WHAT YOU SHOULD DO –
Please restate the data word for word, leaving out no line.

★ ★ ★ ★

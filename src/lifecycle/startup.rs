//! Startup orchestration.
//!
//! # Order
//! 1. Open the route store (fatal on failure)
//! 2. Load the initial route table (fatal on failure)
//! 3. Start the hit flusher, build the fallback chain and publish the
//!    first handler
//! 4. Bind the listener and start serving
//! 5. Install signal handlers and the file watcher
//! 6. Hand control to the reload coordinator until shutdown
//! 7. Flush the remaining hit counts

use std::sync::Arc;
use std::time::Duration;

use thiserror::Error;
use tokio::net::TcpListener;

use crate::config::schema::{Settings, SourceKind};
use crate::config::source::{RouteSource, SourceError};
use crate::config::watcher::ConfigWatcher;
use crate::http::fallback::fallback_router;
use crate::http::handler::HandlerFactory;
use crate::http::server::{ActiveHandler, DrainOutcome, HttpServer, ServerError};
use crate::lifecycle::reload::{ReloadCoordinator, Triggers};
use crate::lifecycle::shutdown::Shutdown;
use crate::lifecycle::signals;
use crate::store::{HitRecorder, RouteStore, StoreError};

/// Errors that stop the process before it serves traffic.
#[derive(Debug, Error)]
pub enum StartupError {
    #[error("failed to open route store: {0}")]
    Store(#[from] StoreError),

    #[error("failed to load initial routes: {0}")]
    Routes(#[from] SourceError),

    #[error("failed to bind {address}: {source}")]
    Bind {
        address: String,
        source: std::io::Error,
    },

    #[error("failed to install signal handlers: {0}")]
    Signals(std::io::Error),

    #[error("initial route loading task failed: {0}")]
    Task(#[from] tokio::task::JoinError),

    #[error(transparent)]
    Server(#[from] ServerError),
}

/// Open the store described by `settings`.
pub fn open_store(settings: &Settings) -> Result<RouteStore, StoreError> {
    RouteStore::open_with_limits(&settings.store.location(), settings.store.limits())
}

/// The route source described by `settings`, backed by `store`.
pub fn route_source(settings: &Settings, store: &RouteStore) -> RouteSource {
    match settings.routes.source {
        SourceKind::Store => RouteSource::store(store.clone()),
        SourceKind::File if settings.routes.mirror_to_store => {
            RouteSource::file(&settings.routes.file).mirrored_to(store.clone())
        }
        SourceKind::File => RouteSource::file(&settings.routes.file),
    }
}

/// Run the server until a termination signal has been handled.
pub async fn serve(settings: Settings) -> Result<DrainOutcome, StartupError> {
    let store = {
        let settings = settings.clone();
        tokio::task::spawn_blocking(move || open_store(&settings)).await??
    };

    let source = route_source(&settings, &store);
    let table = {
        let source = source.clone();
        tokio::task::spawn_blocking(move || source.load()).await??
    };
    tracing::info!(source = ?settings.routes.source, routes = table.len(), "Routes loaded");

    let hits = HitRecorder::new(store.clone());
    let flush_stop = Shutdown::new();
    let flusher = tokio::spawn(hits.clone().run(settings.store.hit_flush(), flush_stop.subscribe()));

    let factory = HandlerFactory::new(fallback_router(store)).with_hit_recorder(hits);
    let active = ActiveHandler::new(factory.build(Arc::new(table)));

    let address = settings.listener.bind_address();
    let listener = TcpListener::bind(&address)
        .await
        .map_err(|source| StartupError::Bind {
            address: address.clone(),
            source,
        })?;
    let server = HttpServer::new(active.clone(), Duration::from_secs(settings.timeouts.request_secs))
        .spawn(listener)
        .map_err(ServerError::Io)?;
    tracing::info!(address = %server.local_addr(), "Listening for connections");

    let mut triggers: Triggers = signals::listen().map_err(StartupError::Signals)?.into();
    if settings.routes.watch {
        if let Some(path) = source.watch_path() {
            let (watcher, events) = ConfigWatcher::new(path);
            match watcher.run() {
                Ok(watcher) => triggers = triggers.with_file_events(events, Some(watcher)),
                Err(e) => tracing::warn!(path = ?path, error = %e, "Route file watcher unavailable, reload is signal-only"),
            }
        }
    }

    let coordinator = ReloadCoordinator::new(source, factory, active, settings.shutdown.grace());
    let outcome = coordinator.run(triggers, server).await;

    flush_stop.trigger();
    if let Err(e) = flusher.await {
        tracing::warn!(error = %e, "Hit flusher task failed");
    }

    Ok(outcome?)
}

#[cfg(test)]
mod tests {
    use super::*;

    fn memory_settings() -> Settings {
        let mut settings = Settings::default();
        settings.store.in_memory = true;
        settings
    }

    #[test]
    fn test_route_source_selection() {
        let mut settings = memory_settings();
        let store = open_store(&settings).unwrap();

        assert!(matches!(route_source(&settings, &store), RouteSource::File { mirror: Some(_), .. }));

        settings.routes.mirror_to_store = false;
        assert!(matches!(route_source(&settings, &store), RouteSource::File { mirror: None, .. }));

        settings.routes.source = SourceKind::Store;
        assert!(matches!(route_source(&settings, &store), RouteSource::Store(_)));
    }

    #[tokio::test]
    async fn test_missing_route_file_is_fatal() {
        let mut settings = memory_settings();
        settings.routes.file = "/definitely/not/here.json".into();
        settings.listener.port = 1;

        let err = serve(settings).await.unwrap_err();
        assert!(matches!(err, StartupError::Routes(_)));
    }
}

★ ★ ★ ★

OUTPUT FOR THIS EXERCISE –
filename src/lifecycle/startup.rs
//! Startup orchestration.
//!
//! # Order
//! 1. Open the route store (fatal on failure)
//! 2. Load the initial route table (fatal on failure)
//! 3. Start the hit flusher, build the fallback chain and publish the
//!    first handler
//! 4. Bind the listener and start serving
//! 5. Install signal handlers and the file watcher
//! 6. Hand control to the reload coordinator until shutdown
//! 7. Flush the remaining hit counts

use std::sync::Arc;
use std::time::Duration;

use thiserror::Error;
use tokio::net::TcpListener;

use crate::config::schema::{Settings, SourceKind};
use crate::config::source::{RouteSource, SourceError};
use crate::config::watcher::ConfigWatcher;
use crate::http::fallback::fallback_router;
use crate::http::handler::HandlerFactory;
use crate::http::server::{ActiveHandler, DrainOutcome, HttpServer, ServerError};
use crate::lifecycle::reload::{ReloadCoordinator, Triggers};
use crate::lifecycle::shutdown::Shutdown;
use crate::lifecycle::signals;
use crate::store::{HitRecorder, RouteStore, StoreError};

/// Errors that stop the process before it serves traffic.
#[derive(Debug, Error)]
pub enum StartupError {
    #[error("failed to open route store: {0}")]
    Store(#[from] StoreError),

    #[error("failed to load initial routes: {0}")]
    Routes(#[from] SourceError),

    #[error("failed to bind {address}: {source}")]
    Bind {
        address: String,
        source: std::io::Error,
    },

    #[error("failed to install signal handlers: {0}")]
    Signals(std::io::Error),

    #[error("initial route loading task failed: {0}")]
    Task(#[from] tokio::task::JoinError),

    #[error(transparent)]
    Server(#[from] ServerError),
}

/// Open the store described by `settings`.
pub fn open_store(settings: &Settings) -> Result<RouteStore, StoreError> {
    RouteStore::open_with_limits(&settings.store.location(), settings.store.limits())
}

/// The route source described by `settings`, backed by `store`.
pub fn route_source(settings: &Settings, store: &RouteStore) -> RouteSource {
    match settings.routes.source {
        SourceKind::Store => RouteSource::store(store.clone()),
        SourceKind::File if settings.routes.mirror_to_store => {
            RouteSource::file(&settings.routes.file).mirrored_to(store.clone())
        }
        SourceKind::File => RouteSource::file(&settings.routes.file),
    }
}

/// Run the server until a termination signal has been handled.
pub async fn serve(settings: Settings) -> Result<DrainOutcome, StartupError> {
    let store = {
        let settings = settings.clone();
        tokio::task::spawn_blocking(move || open_store(&settings)).await??
    };

    let source = route_source(&settings, &store);
    let table = {
        let source = source.clone();
        tokio::task::spawn_blocking(move || source.load()).await??
    };
    tracing::info!(source = ?settings.routes.source, routes = table.len(), "Routes loaded");

    let hits = HitRecorder::new(store.clone());
    let flush_stop = Shutdown::new();
    let flusher = tokio::spawn(hits.clone().run(settings.store.hit_flush(), flush_stop.subscribe()));

    let factory = HandlerFactory::new(fallback_router(store)).with_hit_recorder(hits);
    let active = ActiveHandler::new(factory.build(Arc::new(table)));

    let address = settings.listener.bind_address();
    let listener = TcpListener::bind(&address)
        .await
        .map_err(|source| StartupError::Bind {
            address: address.clone(),
            source,
        })?;
    let server = HttpServer::new(active.clone(), Duration::from_secs(settings.timeouts.request_secs))
        .spawn(listener)
        .map_err(ServerError::Io)?;
    tracing::info!(address = %server.local_addr(), "Listening for connections");

    let mut triggers: Triggers = signals::listen().map_err(StartupError::Signals)?.into();
    if settings.routes.watch {
        if let Some(path) = source.watch_path() {
            let (watcher, events) = ConfigWatcher::new(path);
            match watcher.run() {
                Ok(watcher) => triggers = triggers.with_file_events(events, Some(watcher)),
                Err(e) => tracing::warn!(path = ?path, error = %e, "Route file watcher unavailable, reload is signal-only"),
            }
        }
    }

    let coordinator = ReloadCoordinator::new(source, factory, active, settings.shutdown.grace());
    let outcome = coordinator.run(triggers, server).await;

    flush_stop.trigger();
    if let Err(e) = flusher.await {
        tracing::warn!(error = %e, "Hit flusher task failed");
    }

    Ok(outcome?)
}

#[cfg(test)]
mod tests {
    use super::*;

    fn memory_settings() -> Settings {
        let mut settings = Settings::default();
        settings.store.in_memory = true;
        settings
    }

    #[test]
    fn test_route_source_selection() {
        let mut settings = memory_settings();
        let store = open_store(&settings).unwrap();

        assert!(matches!(route_source(&settings, &store), RouteSource::File { mirror: Some(_), .. }));

        settings.routes.mirror_to_store = false;
        assert!(matches!(route_source(&settings, &store), RouteSource::File { mirror: None, .. }));

        settings.routes.source = SourceKind::Store;
        assert!(matches!(route_source(&settings, &store), RouteSource::Store(_)));
    }

    #[tokio::test]
    async fn test_missing_route_file_is_fatal() {
        let mut settings = memory_settings();
        settings.routes.file = "/definitely/not/here.json".into();
        settings.listener.port = 1;

        let err = serve(settings).await.unwrap_err();
        assert!(matches!(err, StartupError::Routes(_)));
    }
}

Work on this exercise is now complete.